*** Opening Records supplied ***

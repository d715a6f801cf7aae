use criterion::{black_box, criterion_group, criterion_main, Criterion};

use tesuji::sandbox::review_all;
use tesuji::{Color, Point, Scenario};

const TWO_CAPTURES: &str = include_str!("../tests/data/two_captures.json");

fn scenario() -> Scenario {
    Scenario::from_json(TWO_CAPTURES).unwrap()
}

fn bench_review(c: &mut Criterion) {
    let scenario = scenario();
    c.bench_function("review_two_captures", |b| {
        b.iter(|| black_box(&scenario).review().unwrap())
    });
}

fn bench_value_moves(c: &mut Criterion) {
    let scenario = scenario();
    c.bench_function("value_moves_9x9", |b| {
        b.iter(|| {
            let (mut board, mut session) = scenario.build().unwrap();
            session.examine_move_safety(&mut board, Color::Black);
            session.value_moves(&mut board, Color::Black, 0.0, black_box(0.0));
            session.record(Point::new(0, 6)).value
        })
    });
}

fn bench_batch(c: &mut Criterion) {
    let scenarios: Vec<Scenario> = (0..32).map(|_| scenario()).collect();
    let mut group = c.benchmark_group("batch");
    group.sample_size(20);
    for threads in [1, 4] {
        group.bench_function(format!("review_32_scenarios_{threads}_threads"), |b| {
            b.iter(|| review_all(black_box(&scenarios), threads).unwrap())
        });
    }
    group.finish();
}

criterion_group!(benches, bench_review, bench_value_moves, bench_batch);
criterion_main!(benches);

*** Closing Records supplied ***

Tally the lines of the material in which the string "board" appears. Give the tally and nothing else.

3